Hukum Multi Level Marketing berdasarkan Pandangan Para Ulama
Agama | 2023-06-08 19:33:15Multi Level Marketing (MLM) merupakan sistem pemasaran dalam bisnis yang mulai marak di kalangan masyarakat dewasa ini, terdapat banyak perusahaan yang sudah menerapkan sistem pemasaran ini dalam bisnis mereka. Tak heran mengapa sistem pemasaran ini banyak diminati oleh masyarakat karena memang bisnis ini dapat memberikan income yang cukup menjanjikan secara pasif. Akan tetapi disamping itu, disebabkan mayoritas masyarakat Indonesia itu menganut agama Islam, tidak sedikit pula yang memperdebatkan bagaimana sistem pemasaran MLM ini dalam hukum Islam. Mengenai hal itu, penulis disini akan mencoba memberikan penjelasan secara jelas dan singkat bagaimana hukum sistem pemasaran MLM menurut pandangan para ulama.
Multi Level Marketing atau biasa disingkat sebagai MLM adalah suatu sistem pemasaran dalam suatu bisnis yang memiliki banyak tingkatan atau berjenjang, dimana member yang sudah tergabung dalam bisnis MLM ini selanjutnya akan mengajak pihak lain untuk turut serta menjadi member.

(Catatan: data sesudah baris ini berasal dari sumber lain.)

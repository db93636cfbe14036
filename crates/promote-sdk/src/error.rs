//! SDK error types.
//!
//! Two layers:
//!
//! * [`ClientError`] is what the query/mutation client reports: either the
//!   request never produced a usable response, or the service answered with
//!   a structured `errors` array.
//! * [`SdkError`] is the application-level taxonomy returned by every
//!   directory and admin operation. [`SdkError::from_client`] is the single
//!   normalization point between the two.

use std::fmt;

/// Messages reported by a remote service in one response, kept distinct.
#[derive(Debug, Clone, PartialEq, Eq)]
pub struct RemoteMessages(Vec<String>);

impl RemoteMessages {
    /// Wrap the messages of one response.
    pub fn new(messages: Vec<String>) -> Self {
        Self(messages)
    }

    /// Iterate over the messages in the order the service reported them.
    pub fn iter(&self) -> impl Iterator<Item = &str> {
        self.0.iter().map(String::as_str)
    }

    /// First reported message.
    pub fn first(&self) -> Option<&str> {
        self.0.first().map(String::as_str)
    }

    /// Number of messages.
    pub fn len(&self) -> usize {
        self.0.len()
    }

    /// Whether no message was reported.
    pub fn is_empty(&self) -> bool {
        self.0.is_empty()
    }

    /// The messages as a slice.
    pub fn as_slice(&self) -> &[String] {
        &self.0
    }
}

impl fmt::Display for RemoteMessages {
    fn fmt(&self, f: &mut fmt::Formatter<'_>) -> fmt::Result {
        f.write_str(&self.0.join("; "))
    }
}

impl IntoIterator for RemoteMessages {
    type Item = String;
    type IntoIter = std::vec::IntoIter<String>;

    fn into_iter(self) -> Self::IntoIter {
        self.0.into_iter()
    }
}

/// Failure reported by [`GraphqlClient`](crate::client::GraphqlClient).
#[derive(Debug, thiserror::Error)]
pub enum ClientError {
    /// The request could not be sent or the body could not be read.
    #[error("HTTP error: {0}")]
    Http(#[from] reqwest::Error),

    /// The service answered with a non-success status and no GraphQL body.
    #[error("unexpected HTTP status {status}: {body}")]
    Status {
        /// HTTP status code.
        status: u16,
        /// Response body, lossily decoded.
        body: String,
    },

    /// The body was not a GraphQL response of the expected shape.
    #[error("malformed response: {0}")]
    Malformed(String),

    /// The response carried neither `data` nor `errors`.
    #[error("response contained no data")]
    MissingData,

    /// The service returned one or more structured errors.
    #[error("remote error: {0}")]
    Remote(RemoteMessages),
}

/// Error type for all directory and admin operations.
#[derive(Debug, thiserror::Error)]
pub enum SdkError {
    /// Invalid or missing input (e.g. empty identity).
    #[error("configuration error: {0}")]
    Config(String),

    /// The service was unreachable or answered with something unusable.
    #[error("transport error: {0}")]
    Transport(ClientError),

    /// The directory service rejected the login.
    #[error("authentication failed: {0}")]
    RemoteAuth(RemoteMessages),

    /// The service returned errors alongside an otherwise well-formed response.
    #[error("request rejected: {0}")]
    RemoteRejected(RemoteMessages),

    /// No backend with the requested name is visible to the operator.
    #[error("backend not found: {name}")]
    NotFound {
        /// Requested backend name.
        name: String,
    },
}

impl SdkError {
    /// Normalize a client failure.
    ///
    /// Structured remote errors become [`SdkError::RemoteRejected`]; every
    /// other failure is a [`SdkError::Transport`].
    pub fn from_client(err: ClientError) -> Self {
        match err {
            ClientError::Remote(messages) => Self::RemoteRejected(messages),
            other => Self::Transport(other),
        }
    }

    /// Remote messages carried by this error, if any.
    pub fn remote_messages(&self) -> Option<&RemoteMessages> {
        match self {
            Self::RemoteAuth(m) | Self::RemoteRejected(m) => Some(m),
            _ => None,
        }
    }

    /// Split into one error per remote message.
    ///
    /// Errors that carry no remote messages are returned unchanged as a
    /// single-element vector.
    pub fn split(self) -> Vec<SdkError> {
        match self {
            Self::RemoteAuth(m) if m.len() > 1 => m
                .into_iter()
                .map(|msg| Self::RemoteAuth(RemoteMessages::new(vec![msg])))
                .collect(),
            Self::RemoteRejected(m) if m.len() > 1 => m
                .into_iter()
                .map(|msg| Self::RemoteRejected(RemoteMessages::new(vec![msg])))
                .collect(),
            other => vec![other],
        }
    }
}

impl From<ClientError> for SdkError {
    fn from(err: ClientError) -> Self {
        Self::from_client(err)
    }
}

#[cfg(test)]
mod tests {
    use super::*;

    fn messages(items: &[&str]) -> RemoteMessages {
        RemoteMessages::new(items.iter().map(|s| (*s).to_string()).collect())
    }

    #[test]
    fn remote_client_error_becomes_rejected() {
        let err = SdkError::from_client(ClientError::Remote(messages(&["schema invalid"])));
        match err {
            SdkError::RemoteRejected(m) => assert_eq!(m.as_slice(), ["schema invalid"]),
            other => panic!("unexpected error: {other:?}"),
        }
    }

    #[test]
    fn other_client_errors_become_transport() {
        let err = SdkError::from_client(ClientError::Malformed("eof".into()));
        assert!(matches!(err, SdkError::Transport(ClientError::Malformed(_))));

        let err: SdkError = ClientError::MissingData.into();
        assert!(matches!(err, SdkError::Transport(ClientError::MissingData)));
    }

    #[test]
    fn split_yields_one_error_per_message() {
        let err = SdkError::RemoteRejected(messages(&["first", "second", "third"]));
        let split = err.split();
        assert_eq!(split.len(), 3);
        let rendered: Vec<String> = split.iter().map(ToString::to_string).collect();
        assert_eq!(
            rendered,
            [
                "request rejected: first",
                "request rejected: second",
                "request rejected: third",
            ]
        );
    }

    #[test]
    fn split_leaves_other_errors_alone() {
        let split = SdkError::NotFound { name: "prod".into() }.split();
        assert_eq!(split.len(), 1);
        assert_eq!(split[0].to_string(), "backend not found: prod");
    }

    #[test]
    fn remote_messages_accessor() {
        let err = SdkError::RemoteAuth(messages(&["bad password"]));
        assert_eq!(err.remote_messages().and_then(RemoteMessages::first), Some("bad password"));
        assert!(SdkError::Config("x".into()).remote_messages().is_none());
    }
}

Sistem kerja dalam bisnis MLM ini adalah setiap member mempunyai dua fungsi dasar, yaitu:
1). Menjual produk (barang dan jasa), penjualan yang dilakukan adalah penjualan secara langsung kepada konsumen; dan
2) Merekrut anggota baru sebanyak-banyaknya dalam rangka memperluas jaringan kemitraannya. Pada umumnya, sistem pemasaran ini lebih memanfaatkan kekuatan jaringan manusia yang mana menitikberatkan pada perekrutan member. Lazimnya, member yang berhasil menambah anggota baru ke dalam jaringan mitranya akan diberikan insentif atau komisi oleh perusahaan.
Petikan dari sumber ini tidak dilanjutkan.